Mas se a realidade problematiza a Justiça, em termos de lhe conferir instante dimensão política, certo é que tal problematização não é isolada e emerge num quadro de dúvidas, de inquietações e de bloqueios, que atravessam todo o tecido político-social e nos levam a falar de crise da educação, de crise do emprego, de crise da segurança, no limite, de crise da contemporaneidade.

A crise da Justiça não é, por isso, um fenómeno isolado, sendo antes, e em medida diversa, causa e efeito, num universo global de adaptação da sociedade e do Estado às novas condições do seu percurso histórico.

Essa adaptação é, em primeira linha, objecto da política, logo, tema de cidadania e da intervenção de todos na modelação da Cidade, para usar a magnífica expressão agostiniana.

Neste contexto, e sobretudo a partir da década de 80, vem-se desenhando a tendência para o poder político, na sua intervenção modeladora, responder com a lei à crescente complexidade dos problemas que a vida moderna comporta em sociedades desenvolvidas.

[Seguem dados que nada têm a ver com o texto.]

use std::{
    borrow::Cow,
    io::{self, BufRead},
};

use rustyline::{
    completion::{Completer, Pair},
    error::ReadlineError,
    highlight::Highlighter,
    hint::Hinter,
    history::DefaultHistory,
    validate::Validator,
    Context as ReadlineContext, Editor, Helper,
};

use crate::cli::{
    context::{CliMode, LoopControl, ShellContext},
    error::{CliError, CommandError},
    output,
};

/// Runs the shell until `exit`, end of input or Ctrl-C.
pub fn run_cli() -> Result<(), CliError> {
    let mode = CliMode::from_env();
    let mut context = ShellContext::new(mode)?;
    match mode {
        CliMode::Interactive => run_interactive(&mut context),
        CliMode::Script => run_script(&mut context, io::stdin().lock()),
    }
}

fn run_interactive(context: &mut ShellContext) -> Result<(), CliError> {
    let mut editor = Editor::<CommandHelper, DefaultHistory>::new()?;
    editor.set_helper(Some(CommandHelper::new(context.command_names())));
    output::info("Type `help` to list commands.");

    while context.running {
        match editor.readline(&context.prompt()) {
            Ok(line) => {
                let trimmed = line.trim();
                if trimmed.is_empty() {
                    continue;
                }
                let _ = editor.add_history_entry(trimmed);
                if execute_line(context, trimmed) == LoopControl::Exit {
                    break;
                }
            }
            Err(ReadlineError::Interrupted) | Err(ReadlineError::Eof) => {
                output::info("Exiting shell.");
                break;
            }
            Err(err) => return Err(err.into()),
        }
    }
    Ok(())
}

/// Executes one command per input line without prompting.
pub fn run_script(context: &mut ShellContext, input: impl BufRead) -> Result<(), CliError> {
    for line in input.lines() {
        if !context.running {
            break;
        }
        if execute_line(context, &line?) == LoopControl::Exit {
            break;
        }
    }
    Ok(())
}

/// Tokenises and dispatches one line, reporting command errors in place.
pub(crate) fn execute_line(context: &mut ShellContext, line: &str) -> LoopControl {
    match handle_line(context, line) {
        Ok(LoopControl::Exit) => {
            context.running = false;
            LoopControl::Exit
        }
        Ok(LoopControl::Continue) => LoopControl::Continue,
        Err(err) => {
            context.report_error(err);
            LoopControl::Continue
        }
    }
}

fn handle_line(context: &mut ShellContext, line: &str) -> Result<LoopControl, CommandError> {
    let tokens = match shell_words::split(line) {
        Ok(tokens) => tokens,
        Err(err) => {
            output::warning(format!("Could not parse input: {err}"));
            return Ok(LoopControl::Continue);
        }
    };
    let Some((raw, rest)) = tokens.split_first() else {
        return Ok(LoopControl::Continue);
    };
    if raw.starts_with('#') {
        return Ok(LoopControl::Continue);
    }

    let command = raw.to_lowercase();
    let args: Vec<&str> = rest.iter().map(String::as_str).collect();
    context.last_command = Some(line.trim().to_string());
    context.dispatch(&command, raw, &args)
}

struct CommandHelper {
    commands: Vec<String>,
}

impl CommandHelper {
    fn new(names: Vec<&'static str>) -> Self {
        let mut commands: Vec<String> = names.into_iter().map(str::to_string).collect();
        commands.sort();
        Self { commands }
    }
}

impl Helper for CommandHelper {}

impl Completer for CommandHelper {
    type Candidate = Pair;

    fn complete(
        &self,
        line: &str,
        pos: usize,
        _ctx: &ReadlineContext<'_>,
    ) -> rustyline::Result<(usize, Vec<Pair>)> {
        let prefix = &line[..pos];
        // Only the command word is completed.
        if prefix.trim_start().contains(char::is_whitespace) {
            return Ok((pos, Vec::new()));
        }
        let start = prefix.len() - prefix.trim_start().len();
        let needle = prefix[start..].to_ascii_lowercase();
        let candidates = self
            .commands
            .iter()
            .filter(|name| name.starts_with(&needle))
            .map(|name| Pair {
                display: name.clone(),
                replacement: name.clone(),
            })
            .collect();
        Ok((start, candidates))
    }
}

impl Hinter for CommandHelper {
    type Hint = String;
}

impl Highlighter for CommandHelper {
    fn highlight<'l>(&self, line: &'l str, _pos: usize) -> Cow<'l, str> {
        Cow::Borrowed(line)
    }
}

impl Validator for CommandHelper {}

Daí que a crise da Justiça, revelada na insatisfação geral quanto ao funcionamento das instituições judiciárias, e na consequente desconfiança com que são olhadas, não tenha a sua origem na falta de leis. Poder-se-á mesmo dizer que se há alguma coisa que caracteriza as nossas sociedades é a pretensão de tudo regulamentar, porventura com tal largueza que em algumas áreas bem se poderá falar de excesso de leis.

Não há, por isso, uma crise da lei. A insatisfação geral quanto à Justiça e o clima de desconfiança instalado obrigam-nos, sim, a ponderar em que medida não estamos defrontados com uma crise, mas de autoridade, de confiança na autoridade da lei, que se exprime na garantia judiciária.

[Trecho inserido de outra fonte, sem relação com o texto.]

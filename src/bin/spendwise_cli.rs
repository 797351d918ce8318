use spendwise::{cli::run_cli, init};

fn main() {
    init();

    if let Err(err) = run_cli() {
        eprintln!("Error: {err}");
        std::process::exit(1);
    }
}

A democracia existe para que a autoridade não seja ditadura e arbítrio, que em democracia, autoridade é legalidade democrática.

Ora a legalidade não se esgota na lei e no seu comando; só é verdadeira e propriamente legalidade quando se cumpre e é feita cumprir. Para isso existe, em última instância, o poder judicial.

Trata-se aqui de questão de primeira importância.

É que de bem pouco valerá ter direitos ou deveres, se não houver garantia de que os direitos são respeitados e os deveres cumpridos.

De bem pouco valerá ter um Estado de Direito formalmente instituído e formalmente ordenado, se ele não se desenvolver democraticamente e se a democracia não for controlada pelo Estado de Direito.

Pedra-de-toque é o Povo.

Para que os cidadãos não percam a confiança nas instituições judiciárias e continuem a rever-se no seu funcionamento, é preciso mobilizar todos os poderes e todos os cidadãos, para devolver às instituições o princípio ordenador e a dinâmica inicial, perturbadas pela evolução de um percurso cheio de escolhos e de dificuldades.

Revalorizar, neste sentido, o Estado de Direito, é, assim, tema de política e, por isso, de exercício empenhado e responsável da cidadania.

É que sem Justiça e sem Segurança não há direitos dos cidadãos, não há cidadania efectiva.

Cumpre-nos, assim, nas sociedades modernas em que vivemos, tão sofisticada e legalmente regulamentadas, encontrar as vias para impedir que, na voragem do crescimento e da globalização, ser cidadão deixe de ser um estatuto para passar a ser apenas um nome.

Questão que a todos interpela e, para cuja resolução, insisto, se exige o contributo de todos — cidadãos e poderes.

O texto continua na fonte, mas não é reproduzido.